++++ Supplied records ++++
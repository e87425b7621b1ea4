//! # Product Catalog CLI (`catalog`)
//!
//! Loads, migrates and queries the product catalog.
//!
//! ## Usage
//!
//! ```bash
//! catalog --config ./config/catalog.toml <command>
//! ```
//!
//! ## Commands
//!
//! | Command | Description |
//! |---------|-------------|
//! | `catalog init` | Create the SQLite database and schema |
//! | `catalog ingest <csv>` | Load a CSV product export in batches |
//! | `catalog migrate` | Move a legacy database to the normalized layout |
//! | `catalog departments` | List departments with product counts |
//! | `catalog department <id>` | Show one department |
//! | `catalog products` | List products with filters and pagination |
//! | `catalog product <id>` | Show one product |
//! | `catalog stats` | Catalog or department statistics |
//! | `catalog categories` | Distinct categories |
//! | `catalog brands` | Distinct brands |
//! | `catalog verify` | Post-load health check |
//! | `catalog serve` | Start the HTTP API |
//!
//! Every read command accepts `--json` for machine-readable output. Logs go
//! to stderr; set `RUST_LOG` or pass `--verbose` for more detail.

use anyhow::{bail, Context, Result};
use clap::{Parser, Subcommand};
use serde::Serialize;
use std::path::PathBuf;
use tracing_subscriber::EnvFilter;

use product_catalog::config::{self, Config};
use product_catalog::ingest::{self, IngestSummary};
use product_catalog::migrate::{self, MigrationStatus, MigrationSummary};
use product_catalog::models::{DepartmentId, ProductWithDepartment};
use product_catalog::query::{self, PageRequest, ProductFilters, ProductPage};
use product_catalog::schema::ProductsLayout;
use product_catalog::server;
use product_catalog::stats::{self, AggregateStats, CatalogHealth, TopEntry};
use product_catalog::store::CatalogStore;

/// Product catalog: batch ingestion, department migration, queries and
/// statistics over SQLite.
#[derive(Parser)]
#[command(
    name = "catalog",
    about = "Normalized product catalog over SQLite",
    version
)]
struct Cli {
    /// Path to configuration file (TOML).
    #[arg(long, global = true, default_value = "./config/catalog.toml")]
    config: PathBuf,

    /// Print results as JSON.
    #[arg(long, global = true)]
    json: bool,

    /// Debug-level logging.
    #[arg(long, short, global = true)]
    verbose: bool,

    #[command(subcommand)]
    command: Commands,
}
//! Typed errors for the catalog library.
//!
//! Read paths only ever produce [`CatalogError::Validation`],
//! [`CatalogError::NotFound`] or [`CatalogError::Storage`]. Integrity errors
//! are reachable only from ingestion and migration, which are the only
//! writers.

use thiserror::Error;

/// Result alias used across the catalog library.
pub type CatalogResult<T> = std::result::Result<T, CatalogError>;

#[derive(Debug, Error)]
pub enum CatalogError {
    /// A request parameter or record field is malformed or out of range.
    #[error("invalid {field}: {message}")]
    Validation { field: String, message: String },

    /// A referenced department or product does not exist.
    #[error("{entity} not found: {id}")]
    NotFound { entity: &'static str, id: String },

    /// A write would violate a store constraint.
    #[error("integrity violation: {0}")]
    Integrity(String),

    /// The store is unreachable or a transaction failed.
    #[error("storage error: {0}")]
    Storage(sqlx::Error),

    /// The ingestion source could not be opened or read as a table.
    #[error("source error: {0}")]
    Source(String),

    /// The migration cannot run against the current database state.
    #[error("migration error: {0}")]
    Migration(String),
}

impl CatalogError {
    pub fn validation(field: impl Into<String>, message: impl Into<String>) -> Self {
        CatalogError::Validation {
            field: field.into(),
            message: message.into(),
        }
    }

    pub fn not_found(entity: &'static str, id: impl ToString) -> Self {
        CatalogError::NotFound {
            entity,
            id: id.to_string(),
        }
    }

    /// Whether retrying the same statement could succeed.
    pub fn is_storage(&self) -> bool {
        matches!(self, CatalogError::Storage(_))
    }
}

impl From<sqlx::Error> for CatalogError {
    fn from(err: sqlx::Error) -> Self {
        if let sqlx::Error::Database(db_err) = &err {
            match db_err.kind() {
                sqlx::error::ErrorKind::UniqueViolation
                | sqlx::error::ErrorKind::ForeignKeyViolation
                | sqlx::error::ErrorKind::NotNullViolation
                | sqlx::error::ErrorKind::CheckViolation => {
                    return CatalogError::Integrity(db_err.message().to_string());
                }
                _ => {}
            }
        }
        CatalogError::Storage(err)
    }
}

impl From<csv::Error> for CatalogError {
    fn from(err: csv::Error) -> Self {
        CatalogError::Source(err.to_string())
    }
}

impl From<std::io::Error> for CatalogError {
    fn from(err: std::io::Error) -> Self {
        CatalogError::Source(err.to_string())
    }
}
++++
■ Task directions: In the listing above, transcribe exactly everything from the line containing "the HTTP API |" down to the line containing "Read paths only", including both and nothing more.

■ Result for this exercise:
//! | `catalog serve` | Start the HTTP API |
//!
//! Every read command accepts `--json` for machine-readable output. Logs go
//! to stderr; set `RUST_LOG` or pass `--verbose` for more detail.

use anyhow::{bail, Context, Result};
use clap::{Parser, Subcommand};
use serde::Serialize;
use std::path::PathBuf;
use tracing_subscriber::EnvFilter;

use product_catalog::config::{self, Config};
use product_catalog::ingest::{self, IngestSummary};
use product_catalog::migrate::{self, MigrationStatus, MigrationSummary};
use product_catalog::models::{DepartmentId, ProductWithDepartment};
use product_catalog::query::{self, PageRequest, ProductFilters, ProductPage};
use product_catalog::schema::ProductsLayout;
use product_catalog::server;
use product_catalog::stats::{self, AggregateStats, CatalogHealth, TopEntry};
use product_catalog::store::CatalogStore;

/// Product catalog: batch ingestion, department migration, queries and
/// statistics over SQLite.
#[derive(Parser)]
#[command(
    name = "catalog",
    about = "Normalized product catalog over SQLite",
    version
)]
struct Cli {
    /// Path to configuration file (TOML).
    #[arg(long, global = true, default_value = "./config/catalog.toml")]
    config: PathBuf,

    /// Print results as JSON.
    #[arg(long, global = true)]
    json: bool,

    /// Debug-level logging.
    #[arg(long, short, global = true)]
    verbose: bool,

    #[command(subcommand)]
    command: Commands,
}
//! Typed errors for the catalog library.
//!
//! Read paths only ever produce [`CatalogError::Validation`],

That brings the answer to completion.